▸ **Prompt**:
In the data that follows, find each line containing "params" and copy it.

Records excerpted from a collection
┌──
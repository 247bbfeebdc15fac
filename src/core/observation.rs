//! Observation series: the immutable `(time, magnitude)` input of every method.

use crate::error::{PeriodogramError, Result};
use crate::utils::stats::{mean, median_positive_interval, population_variance};

/// A single `(time, magnitude)` measurement.
#[derive(Debug, Clone, Copy, PartialEq)]
pub struct Observation {
    /// Observation time (e.g. Julian Day).
    pub time: f64,
    /// Measured magnitude.
    pub magnitude: f64,
}

impl Observation {
    pub fn new(time: f64, magnitude: f64) -> Self {
        Self { time, magnitude }
    }
}

impl From<(f64, f64)> for Observation {
    fn from((time, magnitude): (f64, f64)) -> Self {
        Self { time, magnitude }
    }
}

/// Validated, immutable sequence of observations stored column-wise.
///
/// Summary statistics used by the methods (mean magnitude, variances,
/// sampling interval) are computed once at construction.
#[derive(Debug, Clone)]
pub struct ObservationSeries {
    times: Vec<f64>,
    magnitudes: Vec<f64>,
    summary: SeriesSummary,
}

/// Summary statistics of an [`ObservationSeries`].
#[derive(Debug, Clone, Copy, PartialEq)]
pub struct SeriesSummary {
    pub min_time: f64,
    pub max_time: f64,
    pub mean_time: f64,
    /// Population variance of the observation times.
    pub time_variance: f64,
    pub mean_magnitude: f64,
    /// Population variance of the magnitudes.
    pub magnitude_variance: f64,
    /// Median of the positive gaps between sorted observation times.
    pub median_interval: f64,
}

impl SeriesSummary {
    /// Time covered by the observations.
    pub fn time_span(&self) -> f64 {
        self.max_time - self.min_time
    }
}

impl ObservationSeries {
    /// Create a series from observations, rejecting empty or non-finite input.
    pub fn new(observations: &[Observation]) -> Result<Self> {
        let times = observations.iter().map(|o| o.time).collect();
        let magnitudes = observations.iter().map(|o| o.magnitude).collect();
        Self::from_columns(times, magnitudes)
    }

    /// Create a series from parallel time and magnitude columns.
    pub fn from_columns(times: Vec<f64>, magnitudes: Vec<f64>) -> Result<Self> {
        if times.is_empty() {
            return Err(PeriodogramError::EmptyData);
        }
        if times.len() != magnitudes.len() {
            return Err(PeriodogramError::DimensionMismatch {
                expected: times.len(),
                got: magnitudes.len(),
            });
        }
        if let Some(index) = times
            .iter()
            .zip(&magnitudes)
            .position(|(t, m)| !t.is_finite() || !m.is_finite())
        {
            return Err(PeriodogramError::NonFiniteObservation { index });
        }

        let summary = SeriesSummary {
            min_time: times.iter().copied().fold(f64::INFINITY, f64::min),
            max_time: times.iter().copied().fold(f64::NEG_INFINITY, f64::max),
            mean_time: mean(&times),
            time_variance: population_variance(&times),
            mean_magnitude: mean(&magnitudes),
            magnitude_variance: population_variance(&magnitudes),
            median_interval: median_positive_interval(&times),
        };

        Ok(Self {
            times,
            magnitudes,
            summary,
        })
    }

    /// Get the number of observations.
    pub fn len(&self) -> usize {
        self.times.len()
    }

    /// Always false for a constructed series; kept for API symmetry.
    pub fn is_empty(&self) -> bool {
        self.times.is_empty()
    }

    pub fn times(&self) -> &[f64] {
        &self.times
    }

    pub fn magnitudes(&self) -> &[f64] {
        &self.magnitudes
    }

    /// Get observation `i`, if present.
    pub fn get(&self, i: usize) -> Option<Observation> {
        Some(Observation::new(*self.times.get(i)?, *self.magnitudes.get(i)?))
    }

    /// Iterate over the observations in input order.
    pub fn iter(&self) -> impl Iterator<Item = Observation> + '_ {
        self.times
            .iter()
            .zip(&self.magnitudes)
            .map(|(&t, &m)| Observation::new(t, m))
    }

    pub fn summary(&self) -> &SeriesSummary {
        &self.summary
    }
}
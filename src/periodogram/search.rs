//! End-to-end period search: validate, scan, extract top hits.

use super::harmonics::{find_harmonics, Harmonic};
use super::method::{Method, TrialStatistic};
use super::scanner::scan;
use super::top_hits::{TopHitLimit, TopHitSet};
use crate::core::{
    ObservationSeries, ParameterProvider, ResultSeries, RunPhase, RunState, ScanParameters,
};
use crate::error::Result;

/// Default number of AoV top hits.
pub const DEFAULT_AOV_TOP_HITS: usize = 20;

/// A configured period search.
///
/// ```
/// use anofox_periodogram::prelude::*;
///
/// let series = ObservationSeries::from_columns(
///     vec![0.0, 0.25, 0.5, 0.75],
///     vec![0.0, 1.0, 0.0, -1.0],
/// )
/// .unwrap();
/// let search = PeriodSearch::new(Method::deeming()).with_top_hit_limit(TopHitLimit::AtMost(1));
/// let analysis = search
///     .run(&series, &ScanParameters::new(0.5, 1.5, 0.5), &RunState::new())
///     .unwrap();
///
/// assert_eq!(analysis.results.len(), 3);
/// assert_eq!(analysis.top_hits.scan_order_indices(), vec![1]);
/// ```
#[derive(Debug, Clone, PartialEq)]
pub struct PeriodSearch {
    pub method: Method,
    pub top_hit_limit: TopHitLimit,
}

impl Default for PeriodSearch {
    fn default() -> Self {
        Self::new(Method::default())
    }
}

impl PeriodSearch {
    /// Search with the method's default top-hit limit: 20 for AoV,
    /// unbounded otherwise.
    pub fn new(method: Method) -> Self {
        let top_hit_limit = match method {
            Method::Aov(_) => TopHitLimit::AtMost(DEFAULT_AOV_TOP_HITS),
            _ => TopHitLimit::Unbounded,
        };
        Self {
            method,
            top_hit_limit,
        }
    }

    pub fn with_top_hit_limit(mut self, limit: impl Into<TopHitLimit>) -> Self {
        self.top_hit_limit = limit.into();
        self
    }

    /// Validate, scan and extract top hits.
    ///
    /// `state` is reset first and then reflects the run's progress. Errors
    /// leave it back in [`RunPhase::Idle`]; on success it ends in
    /// [`RunPhase::Complete`] or [`RunPhase::Interrupted`].
    pub fn run(
        &self,
        series: &ObservationSeries,
        params: &ScanParameters,
        state: &RunState,
    ) -> Result<PeriodAnalysis> {
        state.reset();
        self.run_validated(series, params, state).inspect_err(|err| {
            state.set_phase(RunPhase::Idle);
            tracing::debug!(method = self.method.name(), error = %err, "period search failed");
        })
    }

    /// Ask `provider` for parameters, then run.
    ///
    /// A provider that returns `None` cancels the run: nothing is scanned
    /// and `state` ends in [`RunPhase::Cancelled`].
    pub fn run_with_provider<P>(
        &self,
        series: &ObservationSeries,
        provider: &mut P,
        state: &RunState,
    ) -> Result<RunOutcome>
    where
        P: ParameterProvider + ?Sized,
    {
        state.reset();
        match provider.scan_parameters(series) {
            Some(params) => self.run(series, &params, state).map(RunOutcome::Finished),
            None => {
                state.cancel();
                state.set_phase(RunPhase::Cancelled);
                tracing::info!(method = self.method.name(), "parameter collection cancelled");
                Ok(RunOutcome::Cancelled)
            }
        }
    }

    fn run_validated(
        &self,
        series: &ObservationSeries,
        params: &ScanParameters,
        state: &RunState,
    ) -> Result<PeriodAnalysis> {
        state.set_phase(RunPhase::Validating);
        params.validate()?;
        let mut statistic = self.method.bind(series)?;

        state.set_phase(RunPhase::Scanning);
        let scanned = scan(&mut statistic, params, state)?;
        state.set_phase(scanned.phase);

        let degraded_points = statistic.degraded_points();
        if degraded_points > 0 {
            tracing::warn!(
                method = statistic.name(),
                degraded_points,
                "some trial points could not be evaluated and were set to NaN"
            );
        }

        let top_hits = TopHitSet::extract(&scanned.results, self.top_hit_limit);
        Ok(PeriodAnalysis {
            method: statistic.name(),
            phase: scanned.phase,
            results: scanned.results,
            top_hits,
            degraded_points,
        })
    }
}

/// Result of a provider-driven run.
#[derive(Debug, Clone)]
pub enum RunOutcome {
    /// Parameter collection was cancelled before scanning.
    Cancelled,
    Finished(PeriodAnalysis),
}

impl RunOutcome {
    pub fn analysis(&self) -> Option<&PeriodAnalysis> {
        match self {
            RunOutcome::Cancelled => None,
            RunOutcome::Finished(analysis) => Some(analysis),
        }
    }

    pub fn into_analysis(self) -> Option<PeriodAnalysis> {
        match self {
            RunOutcome::Cancelled => None,
            RunOutcome::Finished(analysis) => Some(analysis),
        }
    }
}

/// Frozen output of one period search.
#[derive(Debug, Clone)]
pub struct PeriodAnalysis {
    /// Name of the method that produced the results.
    pub method: &'static str,
    /// [`RunPhase::Complete`] or [`RunPhase::Interrupted`].
    pub phase: RunPhase,
    pub results: ResultSeries,
    pub top_hits: TopHitSet,
    /// Trial points reported as `NaN` because the computation failed.
    pub degraded_points: usize,
}

impl PeriodAnalysis {
    pub fn is_complete(&self) -> bool {
        self.phase == RunPhase::Complete
    }

    /// Top hits as a result series in scan order, for plotting.
    pub fn top_hits_in_scan_order(&self) -> ResultSeries {
        self.top_hits.scan_order_series(&self.results)
    }

    /// Top hits as a result series in significance order, for tabulation.
    pub fn top_hits_by_significance(&self) -> ResultSeries {
        self.top_hits.significance_series(&self.results)
    }

    /// Harmonics of the best top hit among the scanned frequencies.
    pub fn harmonics_of_best(&self, tolerance: f64) -> Vec<Harmonic> {
        self.top_hits
            .best()
            .map(|hit| find_harmonics(hit.row.frequency, self.results.frequencies(), tolerance))
            .unwrap_or_default()
    }
}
└──
▸ **Solution to the exercise**:
        params: &ScanParameters,
        self.run_validated(series, params, state).inspect_err(|err| {
            Some(params) => self.run(series, &params, state).map(RunOutcome::Finished),
        params: &ScanParameters,
        params.validate()?;
        let scanned = scan(&mut statistic, params, state)?;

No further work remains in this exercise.